TRY IT: Look below for the line containing "fn draw_error<E: Display>(err: E)"; from there through the line containing "the i/o layer.", both lines included, please set down each line exactly and nothing else.

LISTED RECORDS:
○ ○ ○ ○ ○
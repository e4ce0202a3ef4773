//! The renderable-scene contract the animation drives.
//!
//! The core never touches concrete elements. It creates nodes, sets string attributes, and
//! appends children through [`Scene`], holding only [`NodeId`] handles.

use std::fmt;

use crate::foundation::error::EpiResult;

/// Opaque handle to a node owned by a [`Scene`].
#[derive(Clone, Copy, Debug, PartialEq, Eq, PartialOrd, Ord, Hash)]
pub struct NodeId(pub u32);

/// Element kinds the animation needs.
#[derive(Clone, Copy, Debug, PartialEq, Eq, Hash)]
pub enum NodeKind {
    /// Root canvas (`<svg>`).
    Root,
    Group,
    Circle,
    Path,
    Rect,
    Text,
}

impl NodeKind {
    pub fn tag(self) -> &'static str {
        match self {
            Self::Root => "svg",
            Self::Group => "g",
            Self::Circle => "circle",
            Self::Path => "path",
            Self::Rect => "rect",
            Self::Text => "text",
        }
    }
}

/// Ordered attribute list. Setting an existing key replaces its value in place.
#[derive(Clone, Debug, Default, PartialEq)]
pub struct Attrs(Vec<(String, String)>);

impl Attrs {
    pub fn new() -> Self {
        Self::default()
    }

    /// Builder-style insert.
    pub fn with(mut self, key: impl Into<String>, value: impl fmt::Display) -> Self {
        self.set(key, value.to_string());
        self
    }

    pub fn set(&mut self, key: impl Into<String>, value: impl Into<String>) {
        let key = key.into();
        let value = value.into();
        match self.0.iter_mut().find(|(k, _)| *k == key) {
            Some(slot) => slot.1 = value,
            None => self.0.push((key, value)),
        }
    }

    pub fn get(&self, key: &str) -> Option<&str> {
        self.0
            .iter()
            .find(|(k, _)| k == key)
            .map(|(_, v)| v.as_str())
    }

    pub fn iter(&self) -> impl Iterator<Item = (&str, &str)> {
        self.0.iter().map(|(k, v)| (k.as_str(), v.as_str()))
    }

    pub fn len(&self) -> usize {
        self.0.len()
    }

    pub fn is_empty(&self) -> bool {
        self.0.is_empty()
    }
}

/// A child entry: either an existing node or a run of text.
#[derive(Clone, Debug, PartialEq)]
pub enum Child {
    Node(NodeId),
    Text(String),
}

impl From<NodeId> for Child {
    fn from(id: NodeId) -> Self {
        Self::Node(id)
    }
}

/// Minimal renderable-scene collaborator.
pub trait Scene {
    fn create_node(&mut self, kind: NodeKind, attrs: Attrs) -> NodeId;

    fn set_attribute(&mut self, node: NodeId, key: &str, value: String) -> EpiResult<()>;

    fn append_child(&mut self, parent: NodeId, child: Child) -> EpiResult<()>;

    /// Create a node and append `children` to it in order.
    fn create_with_children(
        &mut self,
        kind: NodeKind,
        attrs: Attrs,
        children: Vec<Child>,
    ) -> EpiResult<NodeId> {
        let id = self.create_node(kind, attrs);
        for child in children {
            self.append_child(id, child)?;
        }
        Ok(id)
    }
}
/*
* Licensed to Elasticsearch B.V. under one or more contributor
* license agreements. See the NOTICE file distributed with
* this work for additional information regarding copyright
* ownership. Elasticsearch B.V. licenses this file to you under
* the Apache License, Version 2.0 (the "License"); you may
* not use this file except in compliance with the License.
* You may obtain a copy of the License at
*
*  http://www.apache.org/licenses/LICENSE-2.0
*
* Unless required by applicable law or agreed to in writing,
* software distributed under the License is distributed on an
* "AS IS" BASIS, WITHOUT WARRANTIES OR CONDITIONS OF ANY
* KIND, either express or implied.  See the License for the
* specific language governing permissions and limitations
* under the License.
*/

//! Bar chart rendering for sweep reports.
//!
//! One bar of unit width per occupied bin, no gaps, bars in ascending label
//! order. The bin labels sit under their bar rotated vertically, and the legend
//! spells out the extremal pairs. The drawing area lives inside the render call
//! and is presented before it returns, repeated invocations share no canvas.

use log::debug;
use plotters::coord::ranged1d::{IntoSegmentedCoord, SegmentValue};
use plotters::coord::Shift;
use plotters::prelude::*;
use plotters::style::FontTransform;
use std::fmt::Display;
use std::path::Path;

use crate::errors::{PairScanError, PairScanResult};
use crate::sweep::SweepReport;

const CHART_SIZE: (u32, u32) = (1024, 768);

/// Draws the histogram of `report` and writes it to `path`.
///
/// The image format follows the file extension, `svg` gets the vector backend
/// and anything else is rasterized through the bitmap backend.
pub fn render_histogram<P: AsRef<Path>>(report: &SweepReport, path: &P) -> PairScanResult<()> {
    let path = path.as_ref();
    let is_svg = path.extension().map(|e| e == "svg").unwrap_or(false);
    if is_svg {
        let root = SVGBackend::new(path, CHART_SIZE).into_drawing_area();
        draw_chart(&root, report)?;
    } else {
        let root = BitMapBackend::new(path, CHART_SIZE).into_drawing_area();
        draw_chart(&root, report)?;
    }
    debug!("wrote the histogram chart to {:?}", path);
    Ok(())
}

fn draw_chart<DB: DrawingBackend>(
    root: &DrawingArea<DB, Shift>,
    report: &SweepReport,
) -> PairScanResult<()> {
    let bins = report.histogram.sorted_bins();
    let labels: Vec<String> = bins.iter().map(|(label, _)| label.to_string()).collect();
    let y_max = bins.iter().map(|(_, count)| *count).max().unwrap_or(1);

    root.fill(&WHITE).map_err(draw_error)?;

    let mut chart = ChartBuilder::on(root)
        .margin(10)
        .x_label_area_size(56)
        .y_label_area_size(56)
        .build_cartesian_2d(
            (0..bins.len()).into_segmented(),
            0u64..y_max + y_max / 10 + 1,
        )
        .map_err(draw_error)?;

    chart
        .configure_mesh()
        .disable_x_mesh()
        .x_labels(bins.len() + 1)
        .x_label_style(("sans-serif", 11).into_font().transform(FontTransform::Rotate90))
        .x_label_formatter(&|v| match v {
            SegmentValue::CenterOf(k) if *k < labels.len() => labels[*k].clone(),
            _ => String::new(),
        })
        .y_desc("pairs")
        .draw()
        .map_err(draw_error)?;

    let min = report.extrema.min();
    let max = report.extrema.max();

    chart
        .draw_series(
            Histogram::vertical(&chart)
                .style(BLUE.mix(0.6).filled())
                .margin(0)
                .data(bins.iter().enumerate().map(|(k, (_, count))| (k, *count))),
        )
        .map_err(draw_error)?
        .label(format!(
            "MIN distance {} ({} v {})",
            min.distance, min.i, min.j
        ))
        .legend(|(x, y)| EmptyElement::at((x, y)));

    // a second, empty series carries the other legend line
    chart
        .draw_series(
            Histogram::vertical(&chart)
                .style(BLUE.mix(0.6).filled())
                .data(std::iter::empty::<(usize, u64)>()),
        )
        .map_err(draw_error)?
        .label(format!(
            "MAX distance {} ({} v {})",
            max.distance, max.i, max.j
        ))
        .legend(|(x, y)| EmptyElement::at((x, y)));

    chart
        .configure_series_labels()
        .position(SeriesLabelPosition::UpperRight)
        .background_style(WHITE.mix(0.8).filled())
        .border_style(&BLACK)
        .draw()
        .map_err(draw_error)?;

    root.present().map_err(draw_error)?;
    Ok(())
}

fn draw_error<E: Display>(err: E) -> PairScanError {
    PairScanError::RenderError(err.to_string())
}
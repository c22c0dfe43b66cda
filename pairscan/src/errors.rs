/*
* Licensed to Elasticsearch B.V. under one or more contributor
* license agreements. See the NOTICE file distributed with
* this work for additional information regarding copyright
* ownership. Elasticsearch B.V. licenses this file to you under
* the Apache License, Version 2.0 (the "License"); you may
* not use this file except in compliance with the License.
* You may obtain a copy of the License at
*
*  http://www.apache.org/licenses/LICENSE-2.0
*
* Unless required by applicable law or agreed to in writing,
* software distributed under the License is distributed on an
* "AS IS" BASIS, WITHOUT WARRANTIES OR CONDITIONS OF ANY
* KIND, either express or implied.  See the License for the
* specific language governing permissions and limitations
* under the License.
*/

//! The errors that can occur when a sweep is loading, running or rendering.
//! Most errors are floated up from `rowcloud` as that's the i/o layer.

use rowcloud::errors::{RowCloudError, ValidationError};
use std::error::Error;
use std::fmt;
use std::io;

/// Helper type for a call that could go wrong.
pub type PairScanResult<T> = Result<T, PairScanError>;

/// Error type for the sweep. Mostly this is a wrapper around `RowCloudError`, as the
/// data i/o is where most errors happen.
#[derive(Debug)]
pub enum PairScanError {
    /// Anything that went wrong below us in the data layer
    RowCloudError(RowCloudError),
    /// IO error when opening files
    IoError(io::Error),
    /// The chart backend refused to draw or write the image
    RenderError(String),
}

impl fmt::Display for PairScanError {
    fn fmt(&self, f: &mut fmt::Formatter) -> fmt::Result {
        match *self {
            PairScanError::RowCloudError(ref e) => write!(f, "{}", e),
            PairScanError::IoError(ref e) => write!(f, "{}", e),
            PairScanError::RenderError(ref message) => {
                write!(f, "unable to render the chart: {}", message)
            }
        }
    }
}

#[allow(deprecated)]
impl Error for PairScanError {
    fn description(&self) -> &str {
        match *self {
            PairScanError::RowCloudError(ref e) => e.description(),
            PairScanError::IoError(ref e) => e.description(),
            PairScanError::RenderError(..) => "unable to render the chart",
        }
    }

    fn cause(&self) -> Option<&dyn Error> {
        match *self {
            PairScanError::RowCloudError(ref e) => Some(e),
            PairScanError::IoError(ref e) => Some(e),
            PairScanError::RenderError(..) => None,
        }
    }
}

impl From<RowCloudError> for PairScanError {
    fn from(err: RowCloudError) -> Self {
        PairScanError::RowCloudError(err)
    }
}

impl From<io::Error> for PairScanError {
    fn from(err: io::Error) -> Self {
        PairScanError::IoError(err)
    }
}

impl From<PairScanError> for io::Error {
    fn from(err: PairScanError) -> Self {
        match err {
            PairScanError::IoError(e) => e,
            e => io::Error::new(io::ErrorKind::Other, Box::new(e)),
        }
    }
}

impl PairScanError {
    /// The validation failure behind this error, if that's what it is. The caller
    /// treats those as a user message rather than a fatal failure.
    pub fn validation(&self) -> Option<&ValidationError> {
        match self {
            PairScanError::RowCloudError(e) => e.validation(),
            _ => None,
        }
    }
}
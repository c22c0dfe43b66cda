/*
* Licensed to Elasticsearch B.V. under one or more contributor
* license agreements. See the NOTICE file distributed with
* this work for additional information regarding copyright
* ownership. Elasticsearch B.V. licenses this file to you under
* the Apache License, Version 2.0 (the "License"); you may
* not use this file except in compliance with the License.
* You may obtain a copy of the License at
*
*  http://www.apache.org/licenses/LICENSE-2.0
*
* Unless required by applicable law or agreed to in writing,
* software distributed under the License is distributed on an
* "AS IS" BASIS, WITHOUT WARRANTIES OR CONDITIONS OF ANY
* KIND, either express or implied.  See the License for the
* specific language governing permissions and limitations
* under the License.
*/

#![allow(dead_code)]

//! # Pair Scan
//! Sweeps every unordered pair of rows in a matrix, tracking the closest and the
//! farthest pair along with a binned histogram of all the distances, and renders
//! the histogram as a bar chart.
//!
//! The sweep visits pairs (i, j) with i < j in a fixed order, outer index
//! ascending and inner index ascending, so extremum ties always go to the pair
//! seen first. Distances come from the `rowcloud` layer, which may fan the inner
//! loop out over threads but always hands the results back in index order.

#[cfg(test)]
#[macro_use]
extern crate assert_approx_eq;

pub mod errors;
pub use errors::{PairScanError, PairScanResult};

mod sweep;
pub use sweep::*;

mod render;
pub use render::*;
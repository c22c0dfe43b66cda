/*
* Licensed to Elasticsearch B.V. under one or more contributor
* license agreements. See the NOTICE file distributed with
* this work for additional information regarding copyright
* ownership. Elasticsearch B.V. licenses this file to you under
* the Apache License, Version 2.0 (the "License"); you may
* not use this file except in compliance with the License.
* You may obtain a copy of the License at
*
*  http://www.apache.org/licenses/LICENSE-2.0
*
* Unless required by applicable law or agreed to in writing,
* software distributed under the License is distributed on an
* "AS IS" BASIS, WITHOUT WARRANTIES OR CONDITIONS OF ANY
* KIND, either express or implied.  See the License for the
* specific language governing permissions and limitations
* under the License.
*/

//! Supported distances

use std::fmt::Debug;

/// The trait that enables a metric
pub trait Metric: 'static + Send + Sync + Debug + Clone {
    /// Dense calculation, both slices must have the same length
    fn dense(x: &[f64], y: &[f64]) -> f64;
    /// The norm, dense(x,0)
    fn norm(x: &[f64]) -> f64;
}

/// L2 norm, the square root of the sum of squares
#[derive(Debug, Clone)]
pub struct L2 {}

impl Metric for L2 {
    #[inline]
    fn dense(x: &[f64], y: &[f64]) -> f64 {
        x.iter()
            .zip(y)
            .map(|(xi, yi)| (xi - yi) * (xi - yi))
            .fold(0.0, |acc, d| acc + d)
            .sqrt()
    }

    #[inline]
    fn norm(x: &[f64]) -> f64 {
        x.iter()
            .map(|xi| xi * xi)
            .fold(0.0, |acc, xi| acc + xi)
            .sqrt()
    }
}

/// L1 norm, the sum of absolute values
#[derive(Debug, Clone)]
pub struct L1 {}

impl Metric for L1 {
    #[inline]
    fn dense(x: &[f64], y: &[f64]) -> f64 {
        x.iter()
            .zip(y)
            .map(|(xi, yi)| (xi - yi).abs())
            .fold(0.0, |acc, d| acc + d)
    }

    #[inline]
    fn norm(x: &[f64]) -> f64 {
        x.iter().map(|xi| xi.abs()).fold(0.0, |acc, xi| acc + xi)
    }
}

#[cfg(test)]
mod tests {
    use super::*;

    #[test]
    fn l2_is_the_euclidean_distance() {
        assert_approx_eq!(5.0, L2::dense(&[0.0, 0.0], &[3.0, 4.0]));
        assert_approx_eq!(0.0, L2::dense(&[1.5, -2.5], &[1.5, -2.5]));
        assert_approx_eq!(2.0f64.sqrt(), L2::dense(&[0.0, 1.0], &[1.0, 0.0]));
    }

    #[test]
    fn l2_norm_is_dense_to_zero() {
        let x = [0.3, -0.7, 0.1];
        assert_approx_eq!(L2::norm(&x), L2::dense(&x, &[0.0, 0.0, 0.0]));
    }

    #[test]
    fn l1_is_the_taxicab_distance() {
        assert_approx_eq!(7.0, L1::dense(&[0.0, 0.0], &[3.0, 4.0]));
        assert_approx_eq!(1.0, L1::dense(&[-0.5, 0.0], &[0.5, 0.0]));
    }

    #[test]
    fn l1_norm_is_dense_to_zero() {
        let x = [0.3, -0.7, 0.1];
        assert_approx_eq!(L1::norm(&x), L1::dense(&x, &[0.0, 0.0, 0.0]));
    }
}
/*
* Licensed to Elasticsearch B.V. under one or more contributor
* license agreements. See the NOTICE file distributed with
* this work for additional information regarding copyright
* ownership. Elasticsearch B.V. licenses this file to you under
* the Apache License, Version 2.0 (the "License"); you may
* not use this file except in compliance with the License.
* You may obtain a copy of the License at
*
*  http://www.apache.org/licenses/LICENSE-2.0
*
* Unless required by applicable law or agreed to in writing,
* software distributed under the License is distributed on an
* "AS IS" BASIS, WITHOUT WARRANTIES OR CONDITIONS OF ANY
* KIND, either express or implied.  See the License for the
* specific language governing permissions and limitations
* under the License.
*/

//! The errors that can occur when a row matrix is loading, generating or being read
use std::error::Error;
use std::fmt;
use std::io;

///
pub type RowCloudResult<T> = Result<T, RowCloudError>;

/// Error type for the row matrix layer
#[derive(Debug)]
pub enum RowCloudError {
    /// Unable to retrieve some row (given by index) in a matrix (source name)
    DataAccessError {
        /// Index of access error
        index: usize,
        /// Source that had the access error
        source_name: String,
    },
    /// IO error when opening files
    IoError(io::Error),
    /// Parsing error when loading a delimited matrix file
    ParsingError(ParsingError),
    /// User supplied dimensions or matrix shape violate a precondition
    ValidationError(ValidationError),
}

impl fmt::Display for RowCloudError {
    fn fmt(&self, f: &mut fmt::Formatter) -> fmt::Result {
        match self {
            // not sure that cause should be included in message
            &RowCloudError::IoError(ref e) => write!(f, "{}", e),
            &RowCloudError::ParsingError(ref e) => write!(f, "{}", e),
            &RowCloudError::ValidationError(ref e) => write!(f, "{}", e),
            &RowCloudError::DataAccessError { .. } => {
                write!(f, "there was an issue grabbing a row")
            }
        }
    }
}

#[allow(deprecated)]
impl Error for RowCloudError {
    fn description(&self) -> &str {
        match self {
            // not sure that cause should be included in message
            &RowCloudError::IoError(ref e) => e.description(),
            &RowCloudError::ParsingError(ref e) => e.description(),
            &RowCloudError::ValidationError(ref e) => e.description(),
            &RowCloudError::DataAccessError { .. } => "there was an issue grabbing a row",
        }
    }

    fn cause(&self) -> Option<&dyn Error> {
        match self {
            &RowCloudError::IoError(ref e) => Some(e),
            &RowCloudError::ParsingError(ref e) => Some(e),
            &RowCloudError::ValidationError(ref e) => Some(e),
            &RowCloudError::DataAccessError { .. } => None,
        }
    }
}

impl From<io::Error> for RowCloudError {
    fn from(err: io::Error) -> Self {
        RowCloudError::IoError(err)
    }
}

impl From<ParsingError> for RowCloudError {
    fn from(err: ParsingError) -> Self {
        RowCloudError::ParsingError(err)
    }
}

impl From<ValidationError> for RowCloudError {
    fn from(err: ValidationError) -> Self {
        RowCloudError::ValidationError(err)
    }
}

impl From<RowCloudError> for io::Error {
    fn from(err: RowCloudError) -> Self {
        match err {
            RowCloudError::IoError(e) => e,
            e => io::Error::new(io::ErrorKind::Other, Box::new(e)),
        }
    }
}

impl RowCloudError {
    /// If we can't get a row from a loaded matrix, gives the i and source name
    pub fn data_access(index: usize, source_name: String) -> RowCloudError {
        RowCloudError::DataAccessError { index, source_name }
    }

    /// The validation failure behind this error, if that's what it is
    pub fn validation(&self) -> Option<&ValidationError> {
        match self {
            RowCloudError::ValidationError(v) => Some(v),
            _ => None,
        }
    }
}

/// A parsing error occurred while doing something with text
#[derive(Debug)]
pub enum ParsingError {
    /// An error reading a delimited row
    CSVReadError {
        /// The file that the error occurred in
        file_name: String,
        /// The line that was messed up
        line_number: usize,
        /// What was messed up on that line
        key: String,
    },
    /// Something else happened parsing a string
    RegularParsingError(&'static str),
}

impl fmt::Display for ParsingError {
    fn fmt(&self, f: &mut fmt::Formatter) -> fmt::Result {
        match self {
            &ParsingError::CSVReadError {
                ref file_name,
                ref line_number,
                ref key,
            } => write!(
                f,
                "issue reading a CSV entry in {} on line {}: {}",
                file_name, line_number, key
            ),
            &ParsingError::RegularParsingError(s) => write!(f, "error parsing a string: {}", s),
        }
    }
}

#[allow(deprecated)]
impl Error for ParsingError {
    fn description(&self) -> &str {
        match self {
            &ParsingError::CSVReadError { .. } => "issue reading a CSV entry",
            &ParsingError::RegularParsingError(..) => "Error parsing a string",
        }
    }

    fn cause(&self) -> Option<&dyn Error> {
        None
    }
}

/// The user asked for something the preconditions rule out
#[derive(Debug)]
pub enum ValidationError {
    /// Requested matrix dimensions are not strictly positive
    BadDimensions {
        /// Requested row count
        rows: i64,
        /// Requested column count
        cols: i64,
    },
    /// The pairwise sweep needs at least two rows to form a pair
    TooFewRows {
        /// Rows actually present
        rows: usize,
    },
}

impl fmt::Display for ValidationError {
    fn fmt(&self, f: &mut fmt::Formatter) -> fmt::Result {
        match self {
            &ValidationError::BadDimensions { rows, cols } => write!(
                f,
                "matrix dimensions must be positive, got {} x {}",
                rows, cols
            ),
            &ValidationError::TooFewRows { .. } => write!(f, "matrix must have 2 or more rows"),
        }
    }
}

#[allow(deprecated)]
impl Error for ValidationError {
    fn description(&self) -> &str {
        match self {
            &ValidationError::BadDimensions { .. } => "matrix dimensions must be positive",
            &ValidationError::TooFewRows { .. } => "matrix must have 2 or more rows",
        }
    }

    fn cause(&self) -> Option<&dyn Error> {
        None
    }
}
○ ○ ○ ○ ○
WRITTEN SOLUTION:
fn draw_error<E: Display>(err: E) -> PairScanError {
    PairScanError::RenderError(err.to_string())
}
repository c22c0dfe43b66cda
filename pairscan/src/errors.rs
/*
* Licensed to Elasticsearch B.V. under one or more contributor
* license agreements. See the NOTICE file distributed with
* this work for additional information regarding copyright
* ownership. Elasticsearch B.V. licenses this file to you under
* the Apache License, Version 2.0 (the "License"); you may
* not use this file except in compliance with the License.
* You may obtain a copy of the License at
*
*  http://www.apache.org/licenses/LICENSE-2.0
*
* Unless required by applicable law or agreed to in writing,
* software distributed under the License is distributed on an
* "AS IS" BASIS, WITHOUT WARRANTIES OR CONDITIONS OF ANY
* KIND, either express or implied.  See the License for the
* specific language governing permissions and limitations
* under the License.
*/

//! The errors that can occur when a sweep is loading, running or rendering.
//! Most errors are floated up from `rowcloud` as that's the i/o layer.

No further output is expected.